Requests for reprints: Mark A. Rubin, Department of Pathology (Amory 3-195), Brigham and Women's Hospital, Harvard Medical School, 75 Francis Street, Boston, MA 02115. Phone: 617-525-6747; Fax: 617-264-5169. E-mail: marubin{at}partners.org

{alpha}-Methylacyl CoA racemase (AMACR) is overexpressed in prostate cancer relative to benign prostatic tissue. AMACR expression is highest in localized prostate cancer and decreases in metastatic prostate cancer. Herein, we explored the use of AMACR as a biomarker for aggressive prostate cancer. AMACR protein expression was determined by immunohistochemistry using an image analysis system on two localized prostate cancer cohorts consisting of 204 men treated by radical prostatectomy and 188 men followed expectantly. The end points for the cohorts were time to prostate-specific antigen (PSA) failure (i.e., elevation >0.2 ng/mL) and time to prostate cancer death in the watchful waiting cohort. Using a regression tree method, optimal AMACR protein expression cutpoints were determined to best differentiate prostate cancer outcome in each of the cohorts separately.
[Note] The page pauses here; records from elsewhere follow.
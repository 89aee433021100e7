use crate::rdf::canonical::{write_term, TermParser};
use crate::{Quad, TermSyntaxError};
use oxrdf::{BlankNode, Literal, NamedNode, Variable};
use std::fmt::{Display, Formatter};
use std::str::FromStr;

/// An RDF term, a variable, or a quoted triple.
///
/// Quoted triples may appear anywhere a term is valid and may be nested arbitrarily deep. A quoted
/// triple is represented as a [Quad] whose graph is expected to be [Term::DefaultGraph]. Storage
/// layers reject quoted triples with another graph.
///
/// [Term::Variable] never denotes a stored value. It is only used in patterns, where it acts as a
/// wildcard.
#[derive(Debug, Clone, PartialEq, Eq, Hash)]
pub enum Term {
    /// An IRI.
    NamedNode(NamedNode),
    /// A blank node.
    BlankNode(BlankNode),
    /// A literal with an optional language tag or a datatype.
    Literal(Literal),
    /// The default graph.
    DefaultGraph,
    /// A variable that matches any term in a pattern.
    Variable(Variable),
    /// A quoted triple.
    Triple(Box<Quad>),
}

/// The type of a [Term].
#[derive(Debug, Clone, Copy, PartialEq, Eq, Hash, PartialOrd, Ord)]
pub enum TermType {
    NamedNode,
    BlankNode,
    Literal,
    DefaultGraph,
    Variable,
    Triple,
}

impl Term {
    /// Creates a quoted triple in the default graph.
    pub fn triple(
        subject: impl Into<Term>,
        predicate: impl Into<Term>,
        object: impl Into<Term>,
    ) -> Self {
        Self::Triple(Box::new(Quad::triple(subject, predicate, object)))
    }

    /// Creates a variable term without validating the name.
    pub fn variable(name: impl Into<String>) -> Self {
        Self::Variable(Variable::new_unchecked(name))
    }

    /// Returns the [TermType] of this term.
    pub fn term_type(&self) -> TermType {
        match self {
            Term::NamedNode(_) => TermType::NamedNode,
            Term::BlankNode(_) => TermType::BlankNode,
            Term::Literal(_) => TermType::Literal,
            Term::DefaultGraph => TermType::DefaultGraph,
            Term::Variable(_) => TermType::Variable,
            Term::Triple(_) => TermType::Triple,
        }
    }

    pub fn is_variable(&self) -> bool {
        matches!(self, Term::Variable(_))
    }

    pub fn is_default_graph(&self) -> bool {
        matches!(self, Term::DefaultGraph)
    }

    /// Returns the quoted triple if this term is one.
    pub fn as_triple(&self) -> Option<&Quad> {
        match self {
            Term::Triple(triple) => Some(triple),
            _ => None,
        }
    }

    /// Returns true if this term is a variable or a quoted triple that (transitively) contains a
    /// variable.
    pub fn has_variables(&self) -> bool {
        match self {
            Term::Variable(_) => true,
            Term::Triple(triple) => triple.has_variables(),
            _ => false,
        }
    }

    /// Checks whether this term matches the given `pattern`.
    ///
    /// A variable in the pattern matches any term. Quoted triples are matched component-wise, so
    /// variables nested in a quoted pattern are wildcards as well. All other terms must be equal.
    ///
    /// A variable that is used more than once is not required to match the same term in each
    /// position.
    pub fn matches(&self, pattern: &Term) -> bool {
        match (self, pattern) {
            (_, Term::Variable(_)) => true,
            (Term::Triple(triple), Term::Triple(pattern)) => triple.matches(pattern),
            (term, pattern) => term == pattern,
        }
    }
}

impl Display for Term {
    fn fmt(&self, f: &mut Formatter<'_>) -> std::fmt::Result {
        write_term(f, self)
    }
}

impl FromStr for Term {
    type Err = TermSyntaxError;

    /// Parses the canonical string form of a term, as produced by the [Display] implementation.
    fn from_str(s: &str) -> Result<Self, Self::Err> {
        TermParser::new(s).parse()
    }
}

impl From<NamedNode> for Term {
    fn from(value: NamedNode) -> Self {
        Self::NamedNode(value)
    }
}

impl From<BlankNode> for Term {
    fn from(value: BlankNode) -> Self {
        Self::BlankNode(value)
    }
}

impl From<Literal> for Term {
    fn from(value: Literal) -> Self {
        Self::Literal(value)
    }
}

impl From<Variable> for Term {
    fn from(value: Variable) -> Self {
        Self::Variable(value)
    }
}

impl From<Quad> for Term {
    fn from(value: Quad) -> Self {
        Self::Triple(Box::new(value))
    }
}

impl From<oxrdf::Term> for Term {
    fn from(value: oxrdf::Term) -> Self {
        match value {
            oxrdf::Term::NamedNode(node) => Self::NamedNode(node),
            oxrdf::Term::BlankNode(node) => Self::BlankNode(node),
            oxrdf::Term::Literal(literal) => Self::Literal(literal),
        }
    }
}

impl From<oxrdf::Subject> for Term {
    fn from(value: oxrdf::Subject) -> Self {
        match value {
            oxrdf::Subject::NamedNode(node) => Self::NamedNode(node),
            oxrdf::Subject::BlankNode(node) => Self::BlankNode(node),
        }
    }
}

impl From<oxrdf::GraphName> for Term {
    fn from(value: oxrdf::GraphName) -> Self {
        match value {
            oxrdf::GraphName::NamedNode(node) => Self::NamedNode(node),
            oxrdf::GraphName::BlankNode(node) => Self::BlankNode(node),
            oxrdf::GraphName::DefaultGraph => Self::DefaultGraph,
        }
    }
}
Cox proportional hazard models were then employed to examine the effect of the AMACR cutpoint on prostate cancer outcome, and adjusted for clinical variables. Lower AMACR tissue expression was associated with worse prostate cancer outcome, independent of clinical variables (hazard ratio, 3.7 for PSA failure; P = 0.018; hazard ratio, 4.1 for prostate cancer death, P = 0.0006). Among those with both low AMACR expression and high Gleason score, the risk of prostate cancer death was 18-fold higher (P = 0.006). The AMACR cutpoint developed using prostate cancer–specific death as the end point predicted PSA failures independent of Gleason score, PSA, and margin status. This is the first study to show that AMACR expression is significantly associated with prostate cancer progression and suggests that not all surrogate end points may be optimal to define biomarkers of aggressive prostate cancer.